Pull out every line below that contains the word "address".

━━━ Exercise inputs ━━━

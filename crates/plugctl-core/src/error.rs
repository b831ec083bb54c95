//! Error types for the plug locator
//!
//! This module defines all error types used throughout the crate.

use thiserror::Error;

/// Result type alias for locator operations
pub type Result<T> = std::result::Result<T, Error>;

/// Core error type for the plug locator
#[derive(Error, Debug)]
pub enum Error {
    /// No device with the requested alias answered within the attempt budget
    #[error("no device with alias \"{0}\" found")]
    NotFound(String),

    /// Transient network failure (probe or control call)
    ///
    /// Never fatal to a resolve loop: the locator treats this as
    /// "unreachable" and evicts and/or retries.
    #[error("network error: {0}")]
    Network(String),

    /// The durable address cache is unreadable or unwritable
    ///
    /// Fatal and never masked: silently disabling the cache would cause
    /// unbounded rediscovery cost without the caller's knowledge.
    #[error("address cache error: {0}")]
    Storage(String),

    /// Configuration errors
    #[error("configuration error: {0}")]
    Config(String),

    /// A device answered but its reply could not be understood
    #[error("protocol error: {0}")]
    Protocol(String),

    /// JSON serialization/deserialization errors
    #[error("JSON error: {0}")]
    Json(#[from] serde_json::Error),

    /// Generic error with context
    #[error("{0}")]
    Other(String),
}

impl Error {
    /// Create a "not found" error naming the alias
    pub fn not_found(alias: impl Into<String>) -> Self {
        Self::NotFound(alias.into())
    }

    /// Create a transient network error
    pub fn network(msg: impl Into<String>) -> Self {
        Self::Network(msg.into())
    }

    /// Create a storage error
    pub fn storage(msg: impl Into<String>) -> Self {
        Self::Storage(msg.into())
    }

    /// Create a configuration error
    pub fn config(msg: impl Into<String>) -> Self {
        Self::Config(msg.into())
    }

    /// Create a protocol error
    pub fn protocol(msg: impl Into<String>) -> Self {
        Self::Protocol(msg.into())
    }

    /// Whether this error is transient from the locator's point of view
    ///
    /// Transient errors trigger cache eviction and/or the next discovery
    /// attempt instead of aborting the resolve loop.
    pub fn is_transient(&self) -> bool {
        matches!(self, Self::Network(_) | Self::Protocol(_))
    }
}

/// Helper for converting anyhow::Error to our Error type
impl From<anyhow::Error> for Error {
    fn from(err: anyhow::Error) -> Self {
        Self::Other(err.to_string())
    }
}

━━━

### Solved exercise
    /// The durable address cache is unreadable or unwritable
    #[error("address cache error: {0}")]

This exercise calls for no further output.